Seattle Cashes In, Settles Lawsuit Against SuperSonics

After 41 years of NBA basketball in the City of Seattle, the SuperSonics will begin moving to Oklahoma City immediately, as the parties have reached a settlement of Seattle’s lawsuit against the team.  The settlement allows the SuperSonics to move immediately in exchange for a $45 million payout to Seattle, with an additional $30 million due in 5 years should Seattle fail to attract a new NBA franchise.  Seattle retains the name SuperSonics as well as the history and records of the franchise.

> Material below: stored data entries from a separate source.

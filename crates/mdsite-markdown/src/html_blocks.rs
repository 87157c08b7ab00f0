//! Markdown inside HTML blocks.
//!
//! CommonMark passes an HTML block through untouched until the next blank
//! line. An opening tag carrying `markdown="1"` (or `"block"` / `"span"`)
//! asks for its content to be rendered as Markdown instead, so the tag line
//! and its matching closing tag are split onto lines of their own, separated
//! from the content by blank lines, and the attribute is dropped.

use std::sync::LazyLock;

use regex::Regex;

static MARKDOWN_OPEN: LazyLock<Regex> = LazyLock::new(|| {
    Regex::new(
        r#"^([ \t]*)<([A-Za-z][A-Za-z0-9-]*)([^>]*?)\s+markdown\s*=\s*["']?(?:1|block|span)["']?([^>]*)>(.*)$"#,
    )
    .expect("valid markdown block pattern")
});

/// An HTML element whose content is being rendered as Markdown.
struct Frame {
    indent: String,
    depth: usize,
    open: Regex,
    close: Regex,
}

impl Frame {
    fn new(tag: &str, indent: &str) -> Option<Self> {
        let tag = regex::escape(tag);
        Some(Self {
            indent: indent.to_string(),
            depth: 1,
            open: Regex::new(&format!(r"<{tag}\b")).ok()?,
            close: Regex::new(&format!(r"</{tag}\s*>")).ok()?,
        })
    }

    /// Track nesting on one line; returns the offset of the closing tag
    /// that ends this element, if it is on this line.
    fn scan(&mut self, line: &str) -> Option<usize> {
        let mut marks: Vec<(usize, bool)> = self
            .open
            .find_iter(line)
            .map(|m| (m.start(), true))
            .chain(self.close.find_iter(line).map(|m| (m.start(), false)))
            .collect();
        marks.sort_unstable();

        for (pos, is_open) in marks {
            if is_open {
                self.depth += 1;
            } else {
                self.depth -= 1;
                if self.depth == 0 {
                    return Some(pos);
                }
            }
        }
        None
    }
}

/// Rewrite `source` so `markdown="..."` HTML blocks get their content parsed
/// as Markdown. Fenced code blocks are left untouched.
pub fn expand_markdown_blocks(source: &str) -> String {
    if !source.contains("markdown") {
        return source.to_string();
    }

    let mut out: Vec<String> = Vec::new();
    let mut frames: Vec<Frame> = Vec::new();
    let mut fence: Option<String> = None;

    for line in source.lines() {
        let trimmed = line.trim_start();

        // Fenced code passes through verbatim.
        if let Some(marker) = &fence {
            if closes_fence(trimmed, marker) {
                fence = None;
            }
            out.push(dedent(line, &frames));
            continue;
        }
        if let Some(marker) = fence_marker(trimmed) {
            fence = Some(marker);
            out.push(dedent(line, &frames));
            continue;
        }

        if let Some(caps) = MARKDOWN_OPEN.captures(line) {
            let indent = &caps[1];
            let tag = &caps[2];
            if let Some(frame) = Frame::new(tag, indent) {
                out.push(dedent(&format!("{indent}<{tag}{}{}>", &caps[3], &caps[4]), &frames));
                out.push(String::new());
                frames.push(frame);

                let rest = caps[5].to_string();
                if !rest.trim().is_empty() {
                    close_or_push(&mut out, &mut frames, &rest);
                }
                continue;
            }
        }

        if frames.is_empty() {
            out.push(line.to_string());
        } else {
            close_or_push(&mut out, &mut frames, line);
        }
    }

    let mut expanded = out.join("\n");
    if source.ends_with('\n') {
        expanded.push('\n');
    }
    expanded
}

/// Push a content line, splitting off the closing tag of the innermost
/// frame when it appears on this line.
fn close_or_push(out: &mut Vec<String>, frames: &mut Vec<Frame>, line: &str) {
    let closed_at = frames.last_mut().and_then(|frame| frame.scan(line));

    let Some(pos) = closed_at else {
        out.push(dedent(line, frames));
        return;
    };

    let (content, closing) = line.split_at(pos);
    if !content.trim().is_empty() {
        out.push(dedent(content, frames));
    }

    if let Some(frame) = frames.pop() {
        out.push(String::new());
        out.push(dedent(&format!("{}{}", frame.indent, closing.trim_start()), frames));
        out.push(String::new());
    }
}

/// Strip the indentation of the innermost open element from a content line.
fn dedent(line: &str, frames: &[Frame]) -> String {
    match frames.last() {
        Some(frame) => line
            .strip_prefix(frame.indent.as_str())
            .unwrap_or(line)
            .to_string(),
        None => line.to_string(),
    }
}

fn fence_marker(trimmed: &str) -> Option<String> {
    for fence_char in ['`', '~'] {
        let len = trimmed.chars().take_while(|c| *c == fence_char).count();
        if len >= 3 {
            return Some(fence_char.to_string().repeat(len));
        }
    }
    None
}

/// A closing fence is a run of at least as many fence characters as the
/// opening one, with nothing after it.
fn closes_fence(trimmed: &str, marker: &str) -> bool {
    let Some(fence_char) = marker.chars().next() else {
        return false;
    };
    let rest = trimmed.trim_start_matches(fence_char);
    trimmed.len() - rest.len() >= marker.len() && rest.trim().is_empty()
}
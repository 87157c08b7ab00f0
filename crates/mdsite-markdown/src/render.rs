//! Markdown to HTML fragment rendering.

use pulldown_cmark::{html, CodeBlockKind, Event, Options, Parser, Tag, TagEnd, TextMergeStream};

use crate::attrs::apply_attr_lists;
use crate::html_blocks::expand_markdown_blocks;
use crate::util::escape_html;

/// Render Markdown source to an HTML fragment.
///
/// Enabled syntax on top of CommonMark: attribute lists, Markdown inside
/// `markdown="1"` HTML blocks, tables, and fenced code blocks. A fence's
/// language is carried on the outer `<pre>` as `class="language-X"` and the
/// inner element is a bare `<code>`. Trailing newlines are trimmed.
pub fn render_fragment(source: &str) -> String {
    let source = expand_markdown_blocks(source);

    let parser = Parser::new_ext(&source, Options::ENABLE_TABLES);
    let events = apply_attr_lists(TextMergeStream::new(parser));

    let mut html_output = String::new();
    html::push_html(&mut html_output, events.into_iter().map(code_block_tags));

    let trimmed = html_output.trim_end_matches('\n').len();
    html_output.truncate(trimmed);
    html_output
}

fn code_block_tags(event: Event<'_>) -> Event<'_> {
    match event {
        Event::Start(Tag::CodeBlock(kind)) => {
            let language = match &kind {
                CodeBlockKind::Fenced(info) => info.split_whitespace().next().unwrap_or(""),
                CodeBlockKind::Indented => "",
            };
            let open = if language.is_empty() {
                "<pre><code>".to_string()
            } else {
                format!("<pre class=\"language-{}\"><code>", escape_html(language))
            };
            Event::Html(open.into())
        }
        Event::End(TagEnd::CodeBlock) => Event::Html("</code></pre>\n".into()),
        other => other,
    }
}
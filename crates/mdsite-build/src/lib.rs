//! Static site builder for mdsite.
//!
//! Converts every Markdown file under a source root into an HTML page
//! wrapped in a shared template, mirrored under an output root, and copies
//! the static assets directory alongside.

pub mod assets;
pub mod builder;
pub mod config;
pub mod converter;
pub mod discovery;
pub mod error;
pub mod mirror;
pub mod report;
pub mod template;

pub use builder::SiteBuilder;
pub use config::SiteConfig;
pub use converter::Converter;
pub use error::BuildError;
pub use report::{BuildReport, Stage, StageFailure};
pub use template::Template;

This was a case that should have been settled.  If Seattle was victorious, it would have enjoyed 2 years with a franchise that had no interest in playing in its city.  The damage with the fans has been done and 2 lame duck years would have done nothing to assuage the fact that the NBA is leaving Seattle.  If the team were victorious, they would likely face an appeal and additional legal fees, all while delaying their ability to move to Oklahoma City and take advantage of new revenue streams.  For both sides, settlement made good sense.

But this case was about more than good sense, it was about the passion and emotion that is unique to sports.  For Seattle, this case was not about negotiating a large settlement, it was about forcing an owner, Clay Bennett, to keep his word and adhere to his contract.  For fans across the county, Seattle had a chance to show owners of sports franchises that they could not move a team with deep community roots only because another city was more financially attractive.  Owners would be taught that they could not hold up taxpayers and politicians at gunpoint and force public funding of new arenas with luxury suites that guarantee the owners even more money.

Seattle had an opportunity to alter the landscape in the relocation of sports franchises by attempting to force the SuperSonics’ owner to honor his lease with KeyArena.  In the end, however, Seattle could not pass up a hefty sum to forgo that opportunity.  Everything has its price – even 41 years of basketball in Seattle.